We believe you deserve transparency and control over how you’re being manipulated. Attention Settings demonstrates practical pathways for regulating attention-extracting products to increase consumer agency.
The attention economy uses persuasive design techniques to exploit human vulnerabilities and extract our attention. However, there isn’t a clear path forward when it comes to regulating the design of these products.
The EU’s recently introduced Digital Services Act includes a section about ‘dark patterns’:
“Under new rules, ‘dark patterns' are prohibited. Providers of online platforms will be required not to design, organise or operate their online interfaces in a way that deceives, manipulates or otherwise materially distorts or impairs the ability of users of their services to make free and informed decisions.”

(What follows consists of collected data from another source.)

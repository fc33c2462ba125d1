use crate::crop::crop_rider;
use crate::queue::{BoundedQueue, Popped};
use bytes::Bytes;
use icapture_config::PersistenceConfig;
use icapture_metrics::PipelineMetrics;
use icapture_notify::{NotifyManager, NotifyMessage};
use icapture_shutdown::StopToken;
use icapture_storage::{StorageError, ViolationStore};
use icapture_types::{
    CandidateViolation, ExponentialBackoff, ImageKind, ViolationId, ViolationRecord,
};
use serde_json::json;
use std::sync::Arc;
use std::time::{Duration, Instant};
use tracing::{debug, error, info, warn};

/// 持久化阶段：保存证据图片与违章记录，瞬时失败按指数退避重试
pub struct PersistenceStage {
    pub results: Arc<BoundedQueue<CandidateViolation>>,
    pub store: Arc<dyn ViolationStore>,
    pub notifier: NotifyManager,
    pub config: PersistenceConfig,
    pub pop_timeout: Duration,
    pub drain: bool,
    pub stop: StopToken,
    pub metrics: Option<PipelineMetrics>,
}

/// 运行持久化阶段，直到结果队列关闭并取空
pub async fn run_persistence_stage(stage: PersistenceStage) {
    info!(
        max_attempts = stage.config.max_attempts,
        "Persistence stage started"
    );
    let mut stored = 0u64;
    let mut failed = 0u64;

    loop {
        let stopping = stage.stop.is_stopped();
        if stopping && !stage.drain {
            let abandoned = stage.results.len();
            if abandoned > 0 {
                warn!(abandoned, "Abandoning queued violations");
            }
            break;
        }

        let popped = if stopping {
            stage.results.pop_timeout(stage.pop_timeout).await
        } else {
            stage.results.pop(stage.pop_timeout, &stage.stop).await
        };

        match popped {
            Popped::Item(candidate) => {
                if stage.persist(candidate).await {
                    stored += 1;
                } else {
                    failed += 1;
                }
            }
            Popped::Closed => break,
            Popped::TimedOut | Popped::Stopped => {}
        }
    }

    info!(stored, failed, "Persistence stage stopped");
}

impl PersistenceStage {
    /// 保存一条违章，失败时上报并返回 false，不影响后续处理
    async fn persist(&self, candidate: CandidateViolation) -> bool {
        let started = Instant::now();
        let rider_image = self.rider_image(&candidate).await;

        let max_attempts = self.config.max_attempts.max(1);
        let base = self.config.retry_base();
        let mut backoff = ExponentialBackoff::new(base, base.saturating_mul(1 << max_attempts.min(16)));
        let mut attempt = 0;

        let result = loop {
            attempt += 1;
            match self.store_once(&candidate, rider_image.as_ref()).await {
                Ok(stored) => break Ok(stored),
                Err(e) if e.is_transient() && attempt < max_attempts => {
                    let delay = backoff.next_delay();
                    warn!(
                        code = %candidate.code,
                        attempt,
                        delay_ms = delay.as_millis() as u64,
                        error = %e,
                        "Transient storage failure, retrying"
                    );
                    if let Some(metrics) = &self.metrics {
                        metrics.record_persistence("retried");
                    }
                    tokio::time::sleep(delay).await;
                }
                Err(e) => break Err(e),
            }
        };

        if let Some(metrics) = &self.metrics {
            metrics.observe_stage("persistence", started.elapsed().as_secs_f64());
        }

        match result {
            Ok((id, code)) => {
                info!(
                    id = %id,
                    code = %code,
                    violation = %candidate.violation_type,
                    plate = ?candidate.plate_text,
                    "Violation stored"
                );
                if let Some(metrics) = &self.metrics {
                    metrics.record_persistence("stored");
                }
                true
            }
            Err(e) => {
                error!(code = %candidate.code, attempts = attempt, error = %e, "Failed to store violation");
                if let Some(metrics) = &self.metrics {
                    metrics.record_persistence("failed");
                }
                self.report_failure(&candidate, &e, attempt).await;
                false
            }
        }
    }

    /// 骑手截图，裁剪失败时退回整帧
    async fn rider_image(&self, candidate: &CandidateViolation) -> Option<Bytes> {
        let full = candidate.rider_image.clone()?;
        let Some(region) = candidate.rider_region else {
            return Some(full);
        };

        let margin = self.config.rider_crop_margin;
        let quality = self.config.jpeg_quality;
        let source = full.clone();
        let cropped =
            tokio::task::spawn_blocking(move || crop_rider(&source, &region, margin, quality)).await;

        match cropped {
            Ok(Ok(bytes)) => Some(bytes),
            Ok(Err(e)) => {
                debug!(code = %candidate.code, error = %e, "Rider crop failed, storing full frame");
                Some(full)
            }
            Err(e) => {
                warn!(code = %candidate.code, error = %e, "Rider crop task failed");
                Some(full)
            }
        }
    }

    /// 单次保存，按编号幂等，可整体重试
    /// 先向存储预留编号，图片和记录都用预留到的编号，避免覆盖其他违章的证据
    async fn store_once(
        &self,
        candidate: &CandidateViolation,
        rider_image: Option<&Bytes>,
    ) -> Result<(ViolationId, String), StorageError> {
        let code = self
            .store
            .reserve_code(candidate.uid, &candidate.code, candidate.observed_at)
            .await?;

        let rider_ref = match rider_image {
            Some(data) => Some(self.store.save_image(&code, data, ImageKind::Rider).await?),
            None => None,
        };

        let plate_ref = match &candidate.plate_image {
            Some(data) => Some(self.store.save_image(&code, data, ImageKind::Plate).await?),
            None => None,
        };

        let mut record = ViolationRecord::from_candidate(candidate, rider_ref, plate_ref);
        record.code = code.clone();
        let id = self.store.save_violation(&record).await?;

        Ok((id, code))
    }

    async fn report_failure(&self, candidate: &CandidateViolation, err: &StorageError, attempts: u32) {
        let message = NotifyMessage::error(
            "Violation persistence failed",
            format!(
                "Violation {} ({}) could not be stored after {} attempt(s): {}",
                candidate.code, candidate.violation_type, attempts, err
            ),
        )
        .with_metadata(json!({
            "code": candidate.code,
            "violation_type": candidate.violation_type.as_str(),
            "plate": candidate.plate_text,
            "camera_id": candidate.camera_id,
            "attempts": attempts,
            "transient": err.is_transient(),
        }));

        let delivered = self.notifier.broadcast(&message).await;
        debug!(code = %candidate.code, delivered, "Persistence failure reported");
    }
}
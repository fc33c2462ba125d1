use thiserror::Error;

#[derive(Error, Debug)]
pub enum InferenceError {
    #[error("HTTP error: {0}")]
    Http(#[from] reqwest::Error),

    #[error("Inference service returned {status}: {body}")]
    Status { status: u16, body: String },

    #[error("Invalid response: {0}")]
    InvalidResponse(String),

    #[error("Configuration error: {0}")]
    Config(String),
}
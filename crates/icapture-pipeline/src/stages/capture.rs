use crate::queue::{BoundedQueue, PushOutcome};
use crate::sync::{FrameSynchronizer, SyncedPair};
use icapture_camera::FrameReceiver;
use icapture_shutdown::StopToken;
use icapture_types::Frame;
use std::sync::Arc;
use std::time::Duration;
use tracing::{debug, info, warn};

/// 采集阶段：两路摄像头帧送入同步器，帧对写入帧队列
pub struct CaptureStage {
    pub wide: Option<FrameReceiver>,
    pub plate: Option<FrameReceiver>,
    pub synchronizer: FrameSynchronizer,
    pub frames: Arc<BoundedQueue<SyncedPair>>,
    pub push_timeout: Duration,
    pub stop: StopToken,
}

/// 运行采集阶段，退出时关闭帧队列
pub async fn run_capture_stage(stage: CaptureStage) {
    let CaptureStage {
        mut wide,
        mut plate,
        mut synchronizer,
        frames,
        push_timeout,
        stop,
    } = stage;

    info!(
        wide = wide.is_some(),
        plate = plate.is_some(),
        "Capture stage started"
    );
    let poll_interval = synchronizer.poll_interval();

    loop {
        while let Some(pair) = synchronizer.try_pair() {
            match frames.push(pair, push_timeout, &stop).await {
                Ok(PushOutcome::Enqueued) => {}
                Ok(PushOutcome::DroppedOldest) => {
                    debug!("Frame queue full, oldest pair dropped");
                }
                Err(_) => {
                    warn!("Frame queue closed, capture stage exiting");
                    return;
                }
            }
        }

        tokio::select! {
            _ = stop.stopped() => break,
            frame = next_from(&mut wide), if wide.is_some() => match frame {
                Some(frame) => synchronizer.insert(frame),
                None => {
                    warn!("Wide camera feed ended");
                    wide = None;
                }
            },
            frame = next_from(&mut plate), if plate.is_some() => match frame {
                Some(frame) => synchronizer.insert(frame),
                None => {
                    warn!("Plate camera feed ended");
                    plate = None;
                }
            },
            // 等待中的参考帧需要按宽限期超时输出
            _ = tokio::time::sleep(poll_interval) => {}
        }
    }

    frames.close();
    let stats = synchronizer.stats();
    info!(
        pairs = stats.pairs_emitted,
        synchronized = stats.synchronized,
        sync_rate = stats.sync_rate(),
        dropped = frames.dropped(),
        "Capture stage stopped"
    );
}

async fn next_from(feed: &mut Option<FrameReceiver>) -> Option<Frame> {
    match feed {
        Some(rx) => rx.next_frame().await,
        None => std::future::pending().await,
    }
}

The problem is, product design is a shady business — it isn’t black and white. The problem of manipulation and attention extraction goes far beyond dark patterns. Addictive loops are at the core of the user experience of the most popular social media platforms. The lines are blurry.
Attention Settings give users awareness over how they're being manipulated and tools to selectively opt-out of the most engaging features — to reclaim their attentional, cognitive, and behavioral sovereignty.
Here’s how it could work…
Products with over 10 million users could be required to provide a) transparency about the techniques they use to increase engagement and b) the option to opt-out of these techniques and features — as a condition for passing App Review.
If a product uses persuasive design, every one of these techniques and features should be listed on the AppStore nutrition card. The Attention Settings then provide the user with the option to opt-out. There could be an educational element to inform users about how these techniques work and why they might want to consider opting out.
Here are some examples of what these changes might look like in different apps:
Imagine you want to use Facebook for the purpose you signed up for: connecting with family and friends. The ability to choose a chronological feed, hide all short-form videos like Reels, and disable suggested content would make all the difference. The one on the right would be on your terms, showing you the content you want to see, without seducing you into binge-watching viral videos.